● EXERCISE AIM: Search the records below for the string "contains" and copy each line where it turns up.

=-=-=-=-=

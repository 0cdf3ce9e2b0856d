use crate::error::ConvertError;
use crate::model::chart::{TimingPoint, sort_by_offset};
use crate::model::record::{Record, RecordSink};
use crate::util::round_i64;
use log::{debug, warn};

/// MGXC ticks per beat.
pub const BEAT_TICKS: f64 = 480.0;

/// How far a signature change may sit from a section boundary and still count as aligned.
const SECTION_EPSILON: f64 = 0.001;

/// Accumulated position after the last timing point.
#[derive(Debug, Clone, Copy, Default, PartialEq)]
pub struct TimelineSummary {
    pub beats: f64,
    pub sections: f64,
    pub misaligned_signatures: usize,
}

/// Fails if the chart declares more than one distinct BPM.
pub fn ensure_single_bpm(points: &[TimingPoint]) -> Result<(), ConvertError> {
    let mut bpms: Vec<f64> = Vec::new();
    for bpm in points.iter().filter_map(|tp| tp.bpm) {
        if !bpms.contains(&bpm) {
            bpms.push(bpm);
        }
    }

    if bpms.len() > 1 {
        return Err(ConvertError::UnsupportedTempoChange { bpms });
    }

    Ok(())
}

/// Emits the BEAT, TIL and BPM records describing the chart's timeline.
///
/// Sorts `points` by offset in place first. All beat math uses the earliest
/// point's beat length; later points only ever change velocity or signature.
pub fn transcode_timeline<S: RecordSink>(
    points: &mut [TimingPoint],
    sink: &mut S,
) -> Result<TimelineSummary, ConvertError> {
    ensure_single_bpm(points)?;
    sort_by_offset(points);
    let points: &[TimingPoint] = points;

    let governing = points.first().ok_or(ConvertError::NoTimingPoints)?;
    let bpm = governing.bpm.ok_or(ConvertError::MissingGoverningTempo)?;
    let beat_length = governing.beat_length;

    let mut summary = TimelineSummary::default();
    let mut previous: Option<&TimingPoint> = None;
    let mut iter = points.iter().peekable();

    while let Some(tp) = iter.next() {
        let tick = round_i64(summary.beats * BEAT_TICKS);

        if previous.is_none_or(|prev| prev.time_signature != tp.time_signature) {
            let nearest = summary.sections.round_ties_even();
            if (summary.sections - nearest).abs() > SECTION_EPSILON {
                summary.misaligned_signatures += 1;
                warn!(
                    "Signature change to {}/4 at {}ms is not at the beginning of a section (section {:.3}), skipping BEAT..!",
                    tp.time_signature, tp.offset, summary.sections
                );
            } else {
                sink.emit(Record::Beat {
                    section: nearest as i64,
                    signature: tp.time_signature,
                })?;
            }
        }

        if previous.is_none_or(|prev| prev.velocity != tp.velocity) {
            sink.emit(Record::Til {
                tick,
                velocity: tp.velocity,
            })?;
        }

        if let Some(next) = iter.peek() {
            let duration_ms = next.offset - tp.offset;
            summary.beats += duration_ms / beat_length;
            summary.sections += duration_ms / beat_length / tp.time_signature as f64;
        }

        previous = Some(tp);
    }

    sink.emit(Record::Bpm { bpm })?;

    debug!(
        "Timeline spans {:.3} beats over {:.3} sections..!",
        summary.beats, summary.sections
    );

    Ok(summary)
}

#[cfg(test)]
mod test {
    use super::*;

    const BEAT_LENGTH: f64 = 451.127819548872;

    fn governing() -> TimingPoint {
        TimingPoint {
            offset: 169.0,
            beat_length: BEAT_LENGTH,
            time_signature: 4,
            velocity: 1.0,
            bpm: Some(133.0),
        }
    }

    fn inherited(offset: f64, time_signature: u32, velocity: f64) -> TimingPoint {
        TimingPoint {
            offset,
            beat_length: -100.0 / velocity,
            time_signature,
            velocity,
            bpm: None,
        }
    }

    #[test]
    fn single_governing_point() {
        env_logger::try_init().unwrap_or(());

        let mut records = Vec::new();
        let summary = transcode_timeline(&mut [governing()], &mut records).unwrap();

        assert_eq!(
            records,
            vec![
                Record::Beat {
                    section: 0,
                    signature: 4
                },
                Record::Til {
                    tick: 0,
                    velocity: 1.0
                },
                Record::Bpm { bpm: 133.0 },
            ]
        );
        assert_eq!(summary, TimelineSummary::default());
    }

    #[test]
    fn tempo_change_fails_before_any_record() {
        env_logger::try_init().unwrap_or(());

        let mut second = governing();
        second.offset = 10_000.0;
        second.beat_length = 500.0;
        second.bpm = Some(120.0);

        let mut records = Vec::new();
        let result = transcode_timeline(&mut [governing(), second], &mut records);

        assert!(matches!(
            result,
            Err(ConvertError::UnsupportedTempoChange { .. })
        ));
        assert!(records.is_empty());
    }

    #[test]
    fn repeated_bpm_is_not_a_change() {
        env_logger::try_init().unwrap_or(());

        let mut second = governing();
        second.offset = 169.0 + BEAT_LENGTH * 8.0;

        let mut records = Vec::new();
        transcode_timeline(&mut [governing(), second], &mut records).unwrap();

        // same signature and velocity, so only the opening markers and the BPM
        assert_eq!(records.len(), 3);
    }

    #[test]
    fn empty_and_inherited_first_point() {
        let mut records = Vec::new();
        assert!(matches!(
            transcode_timeline(&mut [], &mut records),
            Err(ConvertError::NoTimingPoints)
        ));
        assert!(matches!(
            transcode_timeline(&mut [inherited(0.0, 4, 1.0)], &mut records),
            Err(ConvertError::MissingGoverningTempo)
        ));
    }

    #[test]
    fn unsorted_points_are_sorted_before_transcoding() {
        env_logger::try_init().unwrap_or(());

        let governing = TimingPoint {
            offset: 0.0,
            beat_length: 500.0,
            time_signature: 4,
            velocity: 1.0,
            bpm: Some(120.0),
        };
        let mut points = vec![inherited(2000.0, 4, 0.5), governing.clone()];

        let mut records = Vec::new();
        transcode_timeline(&mut points, &mut records).unwrap();

        assert_eq!(
            records,
            vec![
                Record::Beat {
                    section: 0,
                    signature: 4
                },
                Record::Til {
                    tick: 0,
                    velocity: 1.0
                },
                Record::Til {
                    tick: 1920,
                    velocity: 0.5
                },
                Record::Bpm { bpm: 120.0 },
            ]
        );
        assert_eq!(points[0], governing);
    }

    #[test]
    fn sections_accumulate_piecewise() {
        env_logger::try_init().unwrap_or(());

        // 8 beats of 4/4, then 6 beats of 3/4, then a final 4/4 point
        let second_offset = 169.0 + BEAT_LENGTH * 8.0;
        let third_offset = second_offset + BEAT_LENGTH * 6.0;
        let mut points = vec![
            governing(),
            inherited(second_offset, 3, 0.75),
            inherited(third_offset, 4, 1.0),
        ];

        let mut records = Vec::new();
        let summary = transcode_timeline(&mut points, &mut records).unwrap();

        let expected_sections = (second_offset - 169.0) / BEAT_LENGTH / 4.0
            + (third_offset - second_offset) / BEAT_LENGTH / 3.0;
        assert!((summary.sections - expected_sections).abs() < 1e-9);
        assert!((summary.beats - 14.0).abs() < 1e-9);
        assert_eq!(summary.misaligned_signatures, 0);

        let beats: Vec<_> = records
            .iter()
            .filter_map(|r| match r {
                Record::Beat { section, signature } => Some((*section, *signature)),
                _ => None,
            })
            .collect();
        assert_eq!(beats, vec![(0, 4), (2, 3), (4, 4)]);

        let tils: Vec<_> = records
            .iter()
            .filter_map(|r| match r {
                Record::Til { tick, velocity } => Some((*tick, *velocity)),
                _ => None,
            })
            .collect();
        assert_eq!(tils, vec![(0, 1.0), (3840, 0.75), (6720, 1.0)]);
        assert_eq!(records.last(), Some(&Record::Bpm { bpm: 133.0 }));
    }

    #[test]
    fn misaligned_signature_is_skipped() {
        env_logger::try_init().unwrap_or(());

        // signature change after 6 beats of 4/4, halfway through section 1
        let mut points = vec![
            governing(),
            inherited(169.0 + BEAT_LENGTH * 6.0, 3, 1.0),
            inherited(169.0 + BEAT_LENGTH * 12.0, 3, 0.5),
        ];

        let mut records = Vec::new();
        let summary = transcode_timeline(&mut points, &mut records).unwrap();

        assert_eq!(summary.misaligned_signatures, 1);
        assert!(
            records
                .iter()
                .all(|r| !matches!(r, Record::Beat { signature: 3, .. }))
        );

        // the accumulators still advance past the skipped marker
        assert!(records.contains(&Record::Til {
            tick: 5760,
            velocity: 0.5
        }));
        assert!((summary.sections - 3.5).abs() < 1e-9);
    }
}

=-=-=-=-=

● OUTPUT FOR THIS EXERCISE:
        if !bpms.contains(&bpm) {
        assert!(records.contains(&Record::Til {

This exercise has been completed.